The New York Times sued the Defense Department on Monday for the second time in five months, arguing a requirement that journalists be escorted while on Pentagon grounds violates the First Amendment.
The lawsuit casts the escort policy as part of "a series of escalating steps designed to stop unfavorable coverage" and "dramatically curtails longstanding press access to the Pentagon," in violation of the First and Fifth amendments.
The policy is "an unconstitutional attempt by the Pentagon to prevent independent reporting on military affairs," a Times spokesman, Charlie Stadtlander, said in an email to The Associated Press. "As we have said before: Americans deserve visibility into how their government is being run, and the actions the military is taking in their name and with their tax dollars."
On X, Defense Department spokesperson Sean Parnell called the Times' latest lawsuit "nothing more than an attempt to remove the barriers to them getting their hands on classified information."
The Times lawsuit is another salvo in the escalating tensions between the U.S. media and the second Trump administration, which has played out both in the public arena and at times in the courts.
The paper filed Monday's lawsuit after first suing the Pentagon in December over a separate set of rules imposed by Defense Secretary Pete Hegseth last fall.
The older policy required reporters to sign onto a host of restrictions in order to maintain daily access to the Pentagon, including one that suggested reporters who "solicit" sensitive information from military personnel could be deemed a security risk and expelled from the building. Many news outlets — including CBS News, ABC News, NBC News, CNN and Fox News — declined to sign the policy and were forced to vacate the Pentagon.
U.S. District Judge Paul L. Friedman struck down parts of that policy in March, finding they violated the rights of the newspaper and one of its reporters, Julian Barnes.
The Pentagon responded by imposing a new policy that barred reporters from accessing the building altogether unless they are accompanied by a government escort. The judge ruled that the interim policy violated his March order. But the escort policy remained in place when an appeals court stayed part of Friedman's ruling while the government appeals. The appeals process is ongoing.
The new lawsuit, filed by the paper and reporter Barnes in District of Columbia district court, aims to get the courts to directly address the escort rule on constitutional grounds.
In the filing, the paper contends the rule, like other Pentagon media restrictions, has a clear aim — "closing the Pentagon to any journalist or news organization unwilling to report only what Department officials approve."

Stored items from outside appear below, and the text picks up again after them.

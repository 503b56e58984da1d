use bon::Builder;
use enumset::{EnumSet, EnumSetType};
use itertools::Itertools;
use schemars::JsonSchema;
use serde::{Deserialize, Serialize};
use tracing::debug;

use crate::model::{FieldDescriptor, SchemaDocument, TypeDescriptor};
use crate::normalize::SearchTerm;
use crate::render::{render_operation, render_type};
use crate::select::{Truncated, filter_and_rank};

pub const DEFAULT_MAX_RESULTS: usize = 10;
pub const DEFAULT_MAX_FIELDS_PER_TYPE: usize = 50;
pub const DEFAULT_QUERY_TYPE: &str = "QueryRoot";
pub const DEFAULT_MUTATION_TYPE: &str = "Mutation";

/// A part of the search report
#[derive(EnumSetType, Debug, Deserialize, Serialize, JsonSchema)]
#[serde(rename_all = "lowercase")]
pub enum Section {
    /// Every section
    All,
    /// Named schema types
    Types,
    /// Fields of the query root type
    Queries,
    /// Fields of the mutation root type
    Mutations,
}

/// Limits and root type names used by [`search`].
#[derive(Debug, Clone, Builder)]
pub struct SearchOptions {
    /// Maximum number of types, queries or mutations shown per section
    #[builder(default = DEFAULT_MAX_RESULTS)]
    pub max_results: usize,

    /// Maximum number of fields listed for a single type
    #[builder(default = DEFAULT_MAX_FIELDS_PER_TYPE)]
    pub max_fields_per_type: usize,

    #[builder(default = EnumSet::only(Section::All))]
    pub sections: EnumSet<Section>,

    #[builder(into, default = DEFAULT_QUERY_TYPE.to_string())]
    pub query_type: String,

    #[builder(into, default = DEFAULT_MUTATION_TYPE.to_string())]
    pub mutation_type: String,
}

impl Default for SearchOptions {
    fn default() -> Self {
        Self::builder().build()
    }
}

impl SearchOptions {
    /// Whether the report should contain `section`.
    pub fn includes(&self, section: Section) -> bool {
        self.sections.contains(Section::All) || self.sections.contains(section)
    }
}

/// Counts for one section of a [`Report`]
#[derive(Debug, Clone, Copy, PartialEq, Eq)]
pub struct SectionSummary {
    /// Items that matched, before truncation
    pub matched: usize,
    /// Items rendered into the report
    pub shown: usize,
    pub truncated: bool,
}

impl<T> From<&Truncated<T>> for SectionSummary {
    fn from(truncated: &Truncated<T>) -> Self {
        Self {
            matched: truncated.total,
            shown: truncated.items.len(),
            truncated: truncated.was_truncated,
        }
    }
}

/// The rendered search result. Summaries are `None` for sections that were not requested.
#[derive(Debug, Clone, PartialEq, Eq)]
pub struct Report {
    pub text: String,
    pub types: Option<SectionSummary>,
    pub queries: Option<SectionSummary>,
    pub mutations: Option<SectionSummary>,
}

/// Search a schema document for types and root operations whose names contain `query`.
pub fn search(document: &SchemaDocument, query: &str, options: &SearchOptions) -> Report {
    let term = SearchTerm::parse(query);
    debug!(
        "Filtering schema with query: {query} (normalized: {})",
        term.as_str()
    );

    let all_types = document.types().unwrap_or_default();

    let types = if term.matches_all() {
        Truncated::complete(all_types.iter().collect())
    } else {
        filter_and_rank(all_types, term.as_str(), options.max_results)
    };

    let operations = |root_type: &str| {
        document
            .find_type(root_type)
            .map(|root| {
                filter_and_rank(root.fields.as_slice(), term.as_str(), options.max_results)
            })
            .unwrap_or_else(Truncated::empty)
    };

    let mut report = Report {
        text: String::new(),
        types: None,
        queries: None,
        mutations: None,
    };

    if options.includes(Section::Types) {
        push_section(
            &mut report.text,
            "Types",
            "types",
            options.max_results,
            &types,
            |ty: &&TypeDescriptor| render_type(ty, options.max_fields_per_type),
        );
        report.text.push_str("\n\n");
        report.types = Some(SectionSummary::from(&types));
    }

    if options.includes(Section::Queries) {
        let queries = operations(&options.query_type);
        push_section(
            &mut report.text,
            "Queries",
            "queries",
            options.max_results,
            &queries,
            |operation: &&FieldDescriptor| render_operation(operation),
        );
        report.text.push_str("\n\n");
        report.queries = Some(SectionSummary::from(&queries));
    }

    if options.includes(Section::Mutations) {
        let mutations = operations(&options.mutation_type);
        push_section(
            &mut report.text,
            "Mutations",
            "mutations",
            options.max_results,
            &mutations,
            |operation: &&FieldDescriptor| render_operation(operation),
        );
        report.mutations = Some(SectionSummary::from(&mutations));
    }

    report
}

fn push_section<T>(
    text: &mut String,
    title: &str,
    noun: &str,
    max_results: usize,
    section: &Truncated<T>,
    render: impl Fn(&T) -> String,
) {
    text.push_str(&format!("## Matching GraphQL {title}:\n"));
    if section.was_truncated {
        text.push_str(&format!(
            "(Results limited to {max_results} items. Refine your search for more specific results.)\n\n"
        ));
    }
    if section.items.is_empty() {
        text.push_str(&format!("No matching {noun} found."));
    } else {
        text.push_str(&section.items.iter().map(render).join("\n\n"));
    }
}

This, it contends, is "patently unconstitutional."
The Pentagon has denied that it is trying to force journalists to get approval for their stories, and is instead trying to prevent leaks of highly sensitive information.
Parnell, in his X post Monday, asserted that The Times and its journalists "want to roam the halls of the Pentagon freely and without an escort — a privilege that they do not have in any other federal building."
He added: "The Department's policy is completely lawful and narrowly designed to protect national security information from unlawful criminal disclosure."